(Collected data)
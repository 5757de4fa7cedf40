//! Task handle ownership and lifecycle.
//!
//! A [`Task`] owns one driver handle and releases it exactly once, either in
//! [`Task::close`] or when the task is dropped. Every method takes `&self`:
//! the handle lives behind a lock so another thread may close the task while
//! a read is waiting, and the façades returned by [`Task::timing`],
//! [`Task::ai_channels`] and friends borrow the task instead of sharing it.
//!
//! Event callbacks that need to read from their own task should hold a
//! `Weak` reference to an `Arc<Task>`; a strong one would keep the task alive
//! through its own registration.

use std::sync::Arc;

use parking_lot::RwLock;
use tokio::sync::mpsc;
use tracing::{debug, info, warn};

use crate::attributes::{self, AttrTarget, Attribute, AttributeKind, AttributeValue};
use crate::channels::{
    self, AiChannelCollection, AoChannelCollection, Channel, CiChannelCollection, CoChannelCollection,
    DiChannelCollection, DoChannelCollection,
};
use crate::constants::{EveryNSamplesEventType, SaveOptions, Signal, TaskMode, TimestampEvent};
use crate::driver::{
    DoneCallback, DoneEvent, Driver, EventHandler, EveryNSamplesCallback, EveryNSamplesEvent, SignalCallback,
    SignalEvent, TaskHandle,
};
use crate::error::{DaqError, Result};
use crate::events::{EventKind, EventRegistry, EventSink};
use crate::export_signals::ExportSignals;
use crate::in_stream::InStream;
use crate::names::{flatten_channel_string, unflatten_channel_string};
use crate::out_stream::OutStream;
use crate::timestamp::Timestamp;
use crate::timing::Timing;
use crate::triggering::Triggers;
use crate::types::{NumSamples, ReadData, ResolvedChannel, WriteData};
use crate::{read, warnings, write};

/// A driver task: channels, timing, triggering and the handle behind them.
///
/// Tasks cannot be cloned. Two tasks compare equal when they hold the same
/// driver handle.
#[derive(Debug)]
pub struct Task {
    driver: Arc<dyn Driver>,
    handle: RwLock<Option<TaskHandle>>,
    name: String,
    owns_on_exit: bool,
    channels: RwLock<Vec<ResolvedChannel>>,
    events: EventRegistry,
}
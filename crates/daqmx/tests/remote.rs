//! Task lifecycle over the remote adapter with a scripted session server.

use std::collections::HashMap;
use std::sync::{Arc, Mutex};

use daqmx::driver::remote::{EventStream, RpcCode, RpcStatus};
use daqmx::{
    ErrorKind, GrpcOptions, RemoteDriver, SessionInitializationBehavior, SessionTransport, Task,
};
use serde_json::{json, Value};

/// Answers from a fixed table and records every request.
#[derive(Debug, Default)]
struct FakeServer {
    responses: Mutex<HashMap<&'static str, Value>>,
    requests: Mutex<Vec<(String, Value)>>,
}

impl FakeServer {
    fn attached(name: &str) -> Arc<Self> {
        let server = Self::default();
        {
            let mut responses = server.responses.lock().unwrap();
            responses.insert(
                "CreateTask",
                json!({ "task": { "name": name }, "new_session_initialized": false }),
            );
            responses.insert("GetTaskAttributeString", json!({ "status": 0, "value": name }));
            responses.insert("StartTask", json!({ "status": 0 }));
            responses.insert("StopTask", json!({ "status": 0 }));
            responses.insert("SaveTask", json!({ "status": 0 }));
            responses.insert("ClearTask", json!({ "status": 0 }));
            responses.insert(
                "IsTaskDone",
                json!({ "status": -200088, "error_message": "Task specified is invalid or does not exist." }),
            );
        }
        Arc::new(server)
    }

    fn methods(&self) -> Vec<String> {
        self.requests.lock().unwrap().iter().map(|(m, _)| m.clone()).collect()
    }

    fn request(&self, method: &str) -> Option<Value> {
        self.requests
            .lock()
            .unwrap()
            .iter()
            .find(|(m, _)| m == method)
            .map(|(_, r)| r.clone())
    }
}

impl SessionTransport for FakeServer {
    fn invoke(&self, method: &str, request: Value) -> Result<Value, RpcStatus> {
        self.requests.lock().unwrap().push((method.to_string(), request));
        self.responses
            .lock()
            .unwrap()
            .get(method)
            .cloned()
            .ok_or_else(|| RpcStatus::new(RpcCode::Unimplemented, format!("{method} is not implemented")))
    }

    fn subscribe(&self, method: &str, _request: Value) -> Result<Box<dyn EventStream>, RpcStatus> {
        Err(RpcStatus::new(RpcCode::Unimplemented, format!("{method} is not implemented")))
    }
}

fn attach(server: &Arc<FakeServer>, name: &str) -> Arc<RemoteDriver> {
    Arc::new(RemoteDriver::new(
        server.clone(),
        GrpcOptions {
            session_name: name.into(),
            initialization_behavior: SessionInitializationBehavior::AttachToServerSession,
        },
    ))
}

#[test]
fn test_attached_session_survives_drop() {
    let server = FakeServer::attached("shared");
    {
        let task = Task::new(attach(&server, "shared"), "shared").unwrap();
        assert_eq!(task.name(), "shared");
        assert!(!task.owns_on_exit());
        task.start().unwrap();
        task.stop().unwrap();
    }
    let methods = server.methods();
    assert_eq!(methods.first().map(String::as_str), Some("CreateTask"));
    assert!(methods.iter().any(|m| m == "StartTask"));
    assert!(!methods.iter().any(|m| m == "ClearTask"));
}

#[test]
fn test_close_clears_attached_session_by_name() {
    let server = FakeServer::attached("shared");
    let task = Task::new(attach(&server, "shared"), "shared").unwrap();
    task.save("", "me", false, true, false).unwrap();
    task.close().unwrap();

    let save = server.request("SaveTask").unwrap();
    assert_eq!(save["save_as"], json!("shared"));
    assert_eq!(save["author"], json!("me"));
    assert_eq!(server.request("ClearTask").unwrap()["task"]["name"], json!("shared"));
}

#[test]
fn test_server_status_becomes_driver_error() {
    let server = FakeServer::attached("shared");
    let task = Task::new(attach(&server, "shared"), "shared").unwrap();
    let err = task.is_task_done().unwrap_err();
    assert_eq!(err.kind(), ErrorKind::Driver);
    assert_eq!(err.code(), -200088);
    assert_eq!(err.task_name(), Some("shared"));

    let err = task.wait_until_done(1.0).unwrap_err();
    assert_eq!(err.kind(), ErrorKind::FunctionNotSupported);
    task.close().unwrap();
}
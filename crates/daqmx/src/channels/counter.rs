use super::{collection_common, create, Channel};
use crate::constants::ChannelType;
use crate::driver::{
    ChannelSpec, CiCountEdgesChan, CiFreqChan, CiPeriodChan, CiPulseChanFreq, CiPulseChanTicks, CiPulseChanTime,
    CiPulseWidthChan, CiSemiPeriodChan, CiTwoEdgeSepChan, CoPulseChanFreq, CoPulseChanTicks, CoPulseChanTime,
};
use crate::error::Result;
use crate::task::Task;

/// Counter input channels of a task.
#[derive(Debug, Clone, Copy)]
pub struct CiChannelCollection<'a> {
    task: &'a Task,
}

collection_common!(CiChannelCollection, ChannelType::CounterInput);

impl<'a> CiChannelCollection<'a> {
    /// Count edges; reads return `u32`.
    pub fn add_ci_count_edges_chan(&self, params: impl Into<CiCountEdgesChan>) -> Result<Channel<'a>> {
        create(self.task, ChannelSpec::CiCountEdges(params.into()))
    }

    /// Measure frequency.
    pub fn add_ci_freq_chan(&self, params: impl Into<CiFreqChan>) -> Result<Channel<'a>> {
        create(self.task, ChannelSpec::CiFreq(params.into()))
    }

    /// Measure period.
    pub fn add_ci_period_chan(&self, params: impl Into<CiPeriodChan>) -> Result<Channel<'a>> {
        create(self.task, ChannelSpec::CiPeriod(params.into()))
    }

    /// Measure pulse width.
    pub fn add_ci_pulse_width_chan(&self, params: impl Into<CiPulseWidthChan>) -> Result<Channel<'a>> {
        create(self.task, ChannelSpec::CiPulseWidth(params.into()))
    }

    /// Measure the time between consecutive edges.
    pub fn add_ci_semi_period_chan(&self, params: impl Into<CiSemiPeriodChan>) -> Result<Channel<'a>> {
        create(self.task, ChannelSpec::CiSemiPeriod(params.into()))
    }

    /// Measure the time between an edge on one input and an edge on another.
    pub fn add_ci_two_edge_sep_chan(&self, params: impl Into<CiTwoEdgeSepChan>) -> Result<Channel<'a>> {
        create(self.task, ChannelSpec::CiTwoEdgeSep(params.into()))
    }

    /// Measure pulses as frequency and duty cycle.
    pub fn add_ci_pulse_chan_freq(&self, params: impl Into<CiPulseChanFreq>) -> Result<Channel<'a>> {
        create(self.task, ChannelSpec::CiPulseFreq(params.into()))
    }

    /// Measure pulses as high and low time.
    pub fn add_ci_pulse_chan_time(&self, params: impl Into<CiPulseChanTime>) -> Result<Channel<'a>> {
        create(self.task, ChannelSpec::CiPulseTime(params.into()))
    }

    /// Measure pulses as high and low ticks.
    pub fn add_ci_pulse_chan_ticks(&self, params: impl Into<CiPulseChanTicks>) -> Result<Channel<'a>> {
        create(self.task, ChannelSpec::CiPulseTicks(params.into()))
    }
}

/// Counter output channels of a task.
///
/// The builder picks how the pulse is specified; writes on the channel must
/// then use the matching pulse type.
#[derive(Debug, Clone, Copy)]
pub struct CoChannelCollection<'a> {
    task: &'a Task,
}

collection_common!(CoChannelCollection, ChannelType::CounterOutput);

impl<'a> CoChannelCollection<'a> {
    /// Add a pulse output defined by frequency and duty cycle.
    pub fn add_co_pulse_chan_freq(&self, params: impl Into<CoPulseChanFreq>) -> Result<Channel<'a>> {
        create(self.task, ChannelSpec::CoPulseFreq(params.into()))
    }

    /// Add a pulse output defined by high and low times.
    pub fn add_co_pulse_chan_time(&self, params: impl Into<CoPulseChanTime>) -> Result<Channel<'a>> {
        create(self.task, ChannelSpec::CoPulseTime(params.into()))
    }

    /// Add a pulse output defined by timebase ticks.
    pub fn add_co_pulse_chan_ticks(&self, params: impl Into<CoPulseChanTicks>) -> Result<Channel<'a>> {
        create(self.task, ChannelSpec::CoPulseTicks(params.into()))
    }
}
//! # Webtrail
//!
//! A local-first archive of your browsing activity.
//!
//! The browser capture agent appends page snapshots to a JSON-lines queue.
//! `trail ingest` drains it: each snapshot is classified, passed through a
//! category extractor, sanitized, deduplicated, embedded, and stored in
//! SQLite with an FTS5 index and a vector index. Search fuses both with
//! Reciprocal Rank Fusion, and `ask` answers questions from the top hits.
//!
//! ## Architecture
//!
//! ```text
//! ┌─────────────┐   ┌────────────────────────┐   ┌──────────┐
//! │ Queue JSONL │──▶│ Pipeline               │──▶│  SQLite  │
//! │ (capture)   │   │ classify→extract→      │   │ FTS5+Vec │
//! └─────────────┘   │ sanitize→dedup→embed   │   └────┬─────┘
//!                   └────────────────────────┘        │
//!                      ┌──────────────────────────────┤
//!                      ▼                              ▼
//!                 ┌──────────┐                  ┌──────────┐
//!                 │   CLI    │                  │   HTTP   │
//!                 │ (trail)  │                  │  (axum)  │
//!                 └──────────┘                  └──────────┘
//! ```
//!
//! Runtime-agnostic logic lives in the `webtrail-core` crate; this crate
//! adds configuration, SQLite storage, HTTP providers, extractors, and
//! the command surfaces.
//!
//! ## Modules
//!
//! | Module | Purpose |
//! |--------|---------|
//! | [`config`] | TOML configuration parsing |
//! | [`db`] / [`migrate`] | Database connection and schema |
//! | [`sqlite_store`] | SQLite implementation of the record store |
//! | [`extract`] | Per-category extractors |
//! | [`embedding`] | Embedding providers (OpenAI, Ollama, local) |
//! | [`llm`] | Chat completion client |
//! | [`ingest`] | Queue draining, run lock, archive |
//! | [`search`] / [`ask`] | Query commands with deadlines |
//! | [`server`] | HTTP server |

pub mod ask;
pub mod block;
pub mod config;
pub mod db;
pub mod embed_cmd;
pub mod embedding;
pub mod extract;
pub mod get;
pub mod ingest;
pub mod llm;
pub mod migrate;
pub mod search;
pub mod server;
pub mod sqlite_store;
pub mod stats;
pub mod summarize;
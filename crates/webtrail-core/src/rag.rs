//! Answer orchestration over hybrid retrieval.
//!
//! `ask` retrieves a bounded set of records, formats them into a context
//! block, and asks the completion provider to answer from that context
//! alone. The returned sources are exactly the records placed in the
//! context, in the same order.

use anyhow::Result;
use serde::Serialize;

use crate::completion::CompletionProvider;
use crate::embedding::{truncate_chars, EmbeddingProvider};
use crate::error::TrailError;
use crate::models::{format_ts_iso, Category, EnrichedRecord, SearchFilters};
use crate::search::{search, SearchMode, SearchRequest, DEFAULT_RRF_K};
use crate::store::RecordStore;

/// Answer returned when retrieval finds nothing.
pub const NOT_FOUND_ANSWER: &str =
    "I couldn't find anything in your browsing history related to that question.";

const PROMPT_TEMPLATE: &str = "You answer questions about the user's own browsing history.\n\
Use ONLY the context below. If the context does not contain the answer, say you don't know.\n\
Cite sources by their bracketed number, e.g. [2].\n\n\
Context:\n{context}\n\
Question: {question}\n\
Answer:";

#[derive(Debug, Clone)]
pub struct AskOptions {
    pub result_limit: usize,
    pub max_chars_per_item: usize,
    pub rrf_k: u32,
    pub filters: SearchFilters,
}

impl Default for AskOptions {
    fn default() -> Self {
        Self {
            result_limit: 10,
            max_chars_per_item: 1500,
            rrf_k: DEFAULT_RRF_K,
            filters: SearchFilters::default(),
        }
    }
}

#[derive(Debug, Clone, Serialize)]
pub struct Source {
    pub id: String,
    pub category: Category,
    pub title: String,
    pub url: String,
    pub captured_at: String,
}

impl Source {
    fn from_record(r: &EnrichedRecord) -> Self {
        Self {
            id: r.id.clone(),
            category: r.category,
            title: r.title.clone(),
            url: r.url.clone(),
            captured_at: format_ts_iso(r.captured_at),
        }
    }
}

#[derive(Debug, Clone, Serialize)]
pub struct Answer {
    pub answer: String,
    pub sources: Vec<Source>,
    /// False when retrieval returned nothing and the fixed answer was used.
    pub found: bool,
}

impl Answer {
    pub fn not_found() -> Self {
        Self {
            answer: NOT_FOUND_ANSWER.to_string(),
            sources: Vec::new(),
            found: false,
        }
    }
}

/// Format records into the numbered context block.
pub fn build_context(records: &[EnrichedRecord], max_chars_per_item: usize) -> String {
    let mut out = String::new();
    for (i, r) in records.iter().enumerate() {
        let body = match r.summary.as_deref() {
            Some(s) if !s.trim().is_empty() => format!("Summary: {}\n{}", s.trim(), r.text),
            _ => r.text.clone(),
        };
        out.push_str(&format!(
            "[{}] ({}, {}, {}) {}\n{}\n\n",
            i + 1,
            r.category,
            format_ts_iso(r.captured_at),
            r.domain,
            r.title,
            truncate_chars(&body, max_chars_per_item)
        ));
    }
    out
}

pub fn build_prompt(context: &str, question: &str) -> String {
    PROMPT_TEMPLATE
        .replace("{context}", context)
        .replace("{question}", question.trim())
}

/// Answer a question from stored records.
///
/// No retrieval hits yields [`Answer::not_found`], not an error. Completion
/// failures surface as [`TrailError::CompletionFailure`].
pub async fn ask(
    store: &dyn RecordStore,
    embedder: Option<&dyn EmbeddingProvider>,
    completer: &dyn CompletionProvider,
    question: &str,
    opts: &AskOptions,
) -> Result<Answer> {
    let req = SearchRequest {
        query: question.to_string(),
        mode: SearchMode::Hybrid,
        filters: opts.filters.clone(),
        limit: opts.result_limit,
        rrf_k: opts.rrf_k,
    };
    let hits = search(store, embedder, &req).await?;

    let mut records = Vec::with_capacity(hits.len());
    for hit in &hits {
        // A record deleted between search and fetch is skipped.
        if let Some(r) = store.get_record(&hit.record.id).await? {
            records.push(r);
        }
    }
    if records.is_empty() {
        return Ok(Answer::not_found());
    }

    let context = build_context(&records, opts.max_chars_per_item);
    let prompt = build_prompt(&context, question);
    tracing::debug!(items = records.len(), prompt_chars = prompt.len(), "sending ask prompt");

    let answer = completer
        .complete(&prompt)
        .await
        .map_err(|e| TrailError::CompletionFailure {
            reason: e.to_string(),
        })?;

    Ok(Answer {
        answer: answer.trim().to_string(),
        sources: records.iter().map(Source::from_record).collect(),
        found: true,
    })
}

Prompt - Copy out the entries exactly. Begin at the first line and end with the line that has "use crate::triggering::Triggers;".

Response to the exercise -
repository 5757de4fa7cedf40
//! Task handle ownership and lifecycle.
//!
//! A [`Task`] owns one driver handle and releases it exactly once, either in
//! [`Task::close`] or when the task is dropped. Every method takes `&self`:
//! the handle lives behind a lock so another thread may close the task while
//! a read is waiting, and the façades returned by [`Task::timing`],
//! [`Task::ai_channels`] and friends borrow the task instead of sharing it.
//!
//! Event callbacks that need to read from their own task should hold a
//! `Weak` reference to an `Arc<Task>`; a strong one would keep the task alive
//! through its own registration.

use std::sync::Arc;

use parking_lot::RwLock;
use tokio::sync::mpsc;
use tracing::{debug, info, warn};

use crate::attributes::{self, AttrTarget, Attribute, AttributeKind, AttributeValue};
use crate::channels::{
    self, AiChannelCollection, AoChannelCollection, Channel, CiChannelCollection, CoChannelCollection,
    DiChannelCollection, DoChannelCollection,
};
use crate::constants::{EveryNSamplesEventType, SaveOptions, Signal, TaskMode, TimestampEvent};
use crate::driver::{
    DoneCallback, DoneEvent, Driver, EventHandler, EveryNSamplesCallback, EveryNSamplesEvent, SignalCallback,
    SignalEvent, TaskHandle,
};
use crate::error::{DaqError, Result};
use crate::events::{EventKind, EventRegistry, EventSink};
use crate::export_signals::ExportSignals;
use crate::in_stream::InStream;
use crate::names::{flatten_channel_string, unflatten_channel_string};
use crate::out_stream::OutStream;
use crate::timestamp::Timestamp;
use crate::timing::Timing;
use crate::triggering::Triggers;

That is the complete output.